In its latest report on the state of the climate, the United Nations has warned that this year is set to break a number of records for global temperatures and become the hottest ever recorded. This alarming news comes as scientists have repeatedly warned of the devastating effects of climate change, including rising sea levels, more extreme weather events, and increased loss of biodiversity.
The World Meteorological Organisation (WMO), a specialised agency of the United Nations, has released a stark warning about the current state of the climate, highlighting that 2023 has already seen a number of alarming records broken, in what it termed as ‘’leaving a trail of devastation and despair.”
Petteri Taalas, the secretary general of the WMO, has described the current state of the climate as a “deafening cacophony of broken records”. He highlighted that greenhouse gas levels are at record highs, global temperatures are rising at an alarming rate, sea levels are reaching record highs, and Antarctic sea ice is at record lows.
The release of the WMO’s provisional 2023 State of the Global Climate report comes as world leaders gather for the 28th Conference of the Parties (COP28) in Dubai, where they are under intense pressure to take concrete action to reduce greenhouse gas emissions and limit global warming.
“The findings of the report should serve as a wake-up call to world leaders,” said Taalas. “We are running out of time to address the climate crisis, and we need a dramatic increase in ambition and action to prevent catastrophic impacts,” he added.

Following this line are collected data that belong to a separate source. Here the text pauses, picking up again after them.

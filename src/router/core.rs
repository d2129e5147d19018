//! Router core module - hot path for request routing.
//!
//! A [`Router`] owns one frozen radix tree per HTTP method. Lookups borrow
//! caller-owned scratch buffers ([`Params`], [`SkipStack`]) so the hot path
//! never allocates beyond parameter values.

// Deny heap allocations in the hot path
#![deny(clippy::inefficient_to_string)]
#![deny(clippy::format_push_string)]
#![deny(clippy::unnecessary_to_owned)]

use http::{Method, StatusCode};
use std::fmt;
use std::sync::Arc;
use tracing::debug;

use super::lookup::{Match, SkipStack};
use super::node::{HandlerChain, Tree};
use super::params::Params;
use crate::config::RouterConfig;

/// One radix tree plus the method it serves.
#[derive(Debug, Clone)]
pub(crate) struct MethodTree<H> {
    pub(crate) method: Method,
    pub(crate) tree: Tree<H>,
}

/// A registered route, kept for introspection.
#[derive(Debug, Clone, PartialEq, Eq)]
pub struct RouteInfo {
    pub method: Method,
    /// Template as registered, e.g. `/users/:id`
    pub path: String,
    /// Length of the handler chain
    pub handlers: usize,
}

impl fmt::Display for RouteInfo {
    fn fmt(&self, f: &mut fmt::Formatter<'_>) -> fmt::Result {
        write!(f, "{} {}", self.method, self.path)
    }
}

/// Owned result of a successful match
///
/// Returned by [`Router::route`], which allocates its own scratch buffers.
/// Use [`Router::lookup`] on hot paths instead.
#[derive(Debug, Clone)]
pub struct RouteMatch<H> {
    /// Handler chain of the matched route (an `Arc`, cheap to hold)
    pub handlers: HandlerChain<H>,
    /// Template of the matched route, e.g. `/users/:id`
    pub full_path: String,
    /// Path parameters in template order
    pub params: Params,
}

impl<H> RouteMatch<H> {
    /// Get a path parameter by name
    #[inline]
    #[must_use]
    pub fn get_param(&self, name: &str) -> Option<&str> {
        self.params.get(name)
    }
}

/// Dispatch decision for one request.
#[derive(Debug)]
pub enum Resolution<'a, H> {
    /// Run this chain. Parameters are in the buffer passed to [`Router::resolve`].
    Found {
        handlers: &'a HandlerChain<H>,
        full_path: &'a str,
    },
    /// Send the client to `location`.
    ///
    /// `301 Moved Permanently` for GET and HEAD, `307 Temporary Redirect`
    /// otherwise so the request body is replayed.
    Redirect { location: String, status: StatusCode },
    /// The path exists, but only under the listed methods.
    MethodNotAllowed { allowed: Vec<Method> },
    /// No route; `handlers` is the no-route chain, if one was registered.
    NotFound {
        handlers: Option<&'a HandlerChain<H>>,
    },
}

impl<H> Resolution<'_, H> {
    /// HTTP status a server would answer with.
    #[must_use]
    pub fn status(&self) -> StatusCode {
        match self {
            Resolution::Found { .. } => StatusCode::OK,
            Resolution::Redirect { status, .. } => *status,
            Resolution::MethodNotAllowed { .. } => StatusCode::METHOD_NOT_ALLOWED,
            Resolution::NotFound { .. } => StatusCode::NOT_FOUND,
        }
    }
}

/// Immutable HTTP path router
///
/// Built by [`super::RouterBuilder::build`]. Safe for unlimited concurrent
/// lookups as long as each caller brings its own scratch buffers.
///
/// # Performance
///
/// - Route matching: O(k) where k is path length
/// - Static children are ordered by route count, so busy branches are scanned first
/// - No allocation in [`Router::lookup`] besides parameter values
#[derive(Debug, Clone)]
pub struct Router<H> {
    pub(crate) trees: Vec<MethodTree<H>>,
    pub(crate) routes: Vec<RouteInfo>,
    pub(crate) no_route: Option<HandlerChain<H>>,
    pub(crate) config: RouterConfig,
    pub(crate) max_params: usize,
    pub(crate) max_sections: usize,
}

impl<H> Router<H> {
    #[inline]
    fn tree(&self, method: &Method) -> Option<&Tree<H>> {
        self.trees
            .iter()
            .find(|t| t.method == *method)
            .map(|t| &t.tree)
    }

    /// Match `path` under `method`.
    ///
    /// `params` and `skipped` are cleared first and hold this request's
    /// parameters afterwards. A method with no routes behaves like a miss.
    #[inline]
    pub fn lookup<'a>(
        &'a self,
        method: &Method,
        path: &str,
        params: &mut Params,
        skipped: &mut SkipStack,
    ) -> Match<'a, H> {
        match self.tree(method) {
            Some(tree) => tree.get_value(path, params, skipped),
            None => {
                params.clear();
                skipped.clear();
                Match::miss()
            }
        }
    }

    /// Match an HTTP request to a route, allocating fresh buffers.
    ///
    /// # Returns
    ///
    /// * `Some(RouteMatch)` - If a matching route is found
    /// * `None` - If no route matches (trailing slash hints are dropped)
    #[must_use]
    pub fn route(&self, method: &Method, path: &str) -> Option<RouteMatch<H>> {
        let mut params = self.new_params();
        let mut skipped = self.new_skip_stack();
        let found = self.lookup(method, path, &mut params, &mut skipped);
        let handlers = found.handlers?;
        Some(RouteMatch {
            handlers: Arc::clone(handlers),
            full_path: found.full_path.unwrap_or_default().to_owned(),
            params,
        })
    }

    /// Registered spelling of `path` under `method`, found by comparing
    /// case-insensitively and allowing one trailing separator to be added or
    /// removed. Only meant for building a redirect; never dispatch on it.
    #[must_use]
    pub fn suggest_canonical_path(&self, method: &Method, path: &str) -> Option<String> {
        self.tree(method)?.find_case_insensitive_path(path, true)
    }

    /// Methods other than `method` under which `path` has handlers.
    #[must_use]
    pub fn allowed_methods(&self, method: &Method, path: &str) -> Vec<Method> {
        let mut params = self.new_params();
        let mut skipped = self.new_skip_stack();
        self.trees
            .iter()
            .filter(|t| t.method != *method)
            .filter(|t| t.tree.get_value(path, &mut params, &mut skipped).is_found())
            .map(|t| t.method.clone())
            .collect()
    }

    /// Decide what a server should do with `method path`.
    ///
    /// Tries, in order: an exact match, a trailing slash redirect, a
    /// case-corrected redirect, 405 with the allowed methods, then 404. The
    /// redirect and 405 steps are switched by [`RouterConfig`].
    pub fn resolve<'a>(
        &'a self,
        method: &Method,
        path: &str,
        params: &mut Params,
        skipped: &mut SkipStack,
    ) -> Resolution<'a, H> {
        let found = self.lookup(method, path, params, skipped);
        if let Some(handlers) = found.handlers {
            let full_path = found.full_path.unwrap_or_default();
            debug!(method = %method, path = %path, route = %full_path, "Route matched");
            return Resolution::Found {
                handlers,
                full_path,
            };
        }

        if *method != Method::CONNECT && path != "/" {
            if found.tsr && self.config.redirect_trailing_slash {
                let location = toggle_trailing_slash(path);
                debug!(
                    method = %method,
                    path = %path,
                    location = %location,
                    "Trailing slash redirect"
                );
                return Resolution::Redirect {
                    location,
                    status: redirect_status(method),
                };
            }

            if self.config.redirect_fixed_path {
                if let Some(tree) = self.tree(method) {
                    let fix = self.config.redirect_trailing_slash;
                    let fixed = tree
                        .find_case_insensitive_path(path, fix)
                        .filter(|location| location != path);
                    if let Some(location) = fixed {
                        debug!(
                            method = %method,
                            path = %path,
                            location = %location,
                            "Fixed path redirect"
                        );
                        return Resolution::Redirect {
                            location,
                            status: redirect_status(method),
                        };
                    }
                }
            }
        }

        if self.config.handle_method_not_allowed {
            let allowed = self.allowed_methods(method, path);
            if !allowed.is_empty() {
                debug!(method = %method, path = %path, allowed = ?allowed, "Method not allowed");
                return Resolution::MethodNotAllowed { allowed };
            }
        }

        debug!(method = %method, path = %path, "No route matched");
        Resolution::NotFound {
            handlers: self.no_route.as_ref(),
        }
    }

    /// Chain registered with [`super::RouterBuilder::no_route`], if any.
    #[must_use]
    pub fn no_route(&self) -> Option<&HandlerChain<H>> {
        self.no_route.as_ref()
    }

    /// Handler chain registered for exactly the template `path` under `method`.
    #[must_use]
    pub fn registered(&self, method: &Method, path: &str) -> Option<&HandlerChain<H>> {
        self.tree(method)?.registered(path)
    }

    /// All registered routes in registration order
    #[must_use]
    pub fn routes(&self) -> &[RouteInfo] {
        &self.routes
    }

    /// Methods that have at least one route
    pub fn methods(&self) -> impl Iterator<Item = &Method> {
        self.trees.iter().map(|t| &t.method)
    }

    #[must_use]
    pub fn config(&self) -> &RouterConfig {
        &self.config
    }

    /// Highest number of parameters in any registered template
    #[must_use]
    pub fn max_params(&self) -> usize {
        self.max_params
    }

    /// A parameter buffer large enough for any route of this router.
    #[must_use]
    pub fn new_params(&self) -> Params {
        Params::with_capacity(self.max_params)
    }

    /// A backtracking buffer large enough for any path of this router.
    #[must_use]
    pub fn new_skip_stack(&self) -> SkipStack {
        SkipStack::with_capacity(self.max_sections)
    }

    /// Print all registered routes to stdout
    pub fn dump_routes(&self) {
        println!("[routes] count={}", self.routes.len());
        for route in &self.routes {
            println!("[route] {route} ({} handlers)", route.handlers);
        }
    }
}

fn redirect_status(method: &Method) -> StatusCode {
    if *method == Method::GET || *method == Method::HEAD {
        StatusCode::MOVED_PERMANENTLY
    } else {
        StatusCode::TEMPORARY_REDIRECT
    }
}

/// `/a/` becomes `/a` and `/a` becomes `/a/`.
pub(crate) fn toggle_trailing_slash(path: &str) -> String {
    match path.strip_suffix('/') {
        Some(trimmed) if !trimmed.is_empty() => trimmed.to_owned(),
        _ => format!("{path}/"),
    }
}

Antonio Guterres, UN secretary-general has stated that the findings of the report, which indicate record-breaking temperatures, should serve as a dire warning to world leaders. He said that the stakes have never been higher, and that the opportunity to keep warming within manageable limits is rapidly slipping away.
The Paris Climate Accords of 2015 set a goal of limiting global warming to well below 2 degrees Celsius above pre-industrial levels, and ideally to 1.5 degrees Celsius. However, the WMO’s latest report shows that 2023 is already around 1.4 degrees Celsius above pre-industrial levels, indicating that the Paris goals are rapidly slipping out of reach.
The WMO’s statement that the record-breaking temperatures are unlikely to be affected by the final two months of 2023 highlights the severity of the situation. The agency is not alone in its concerns, with many climate scientists warning that the world is heading towards a global temperature rise of 2.5 degrees Celsius or higher, with potentially devastating consequences.
The WMO noted that 2023 was not an El Niño year, which can lead to an increase in global temperatures, and that La Niña conditions — which typically lead to cooler temperatures — were observed during the first half of the year.
One of the most striking findings of the report is that nine of the hottest years on record have occurred in the last decade, a clear indication of the accelerating pace of climate change. This is a trend that is being observed not only in the global average, but also in many individual regions and countries.
Taalas noted that the findings are more than just statistics, warning that “we risk losing the race to save our glaciers and to rein in sea level rise”.
“We cannot return to the climate of the 20th century, but we must act now to limit the risks of an increasingly inhospitable climate in this and the coming centuries,” he remarked.
The WMO has highlighted the potential for El Niño to exacerbate the warming trend seen in 2023. El Niño is a natural climate cycle that occurs every few years, and typically causes an increase in global temperatures. The report warns that the effects of El Niño in 2024 are likely to be particularly severe, as the current La Niña cycle ends and the world enters a new El Niño cycle.
One of the key findings of the report is that concentrations of the three main greenhouse gases, which are driving climate change, reached record levels in 2022. While this is a worrying trend, it is not surprising given the continued growth in global emissions of these gases.
Carbon dioxide, which is the most abundant greenhouse gas, reached 50 per cent above pre-industrial levels, meaning that even if emissions are drastically reduced, temperatures will continue to rise in the coming years.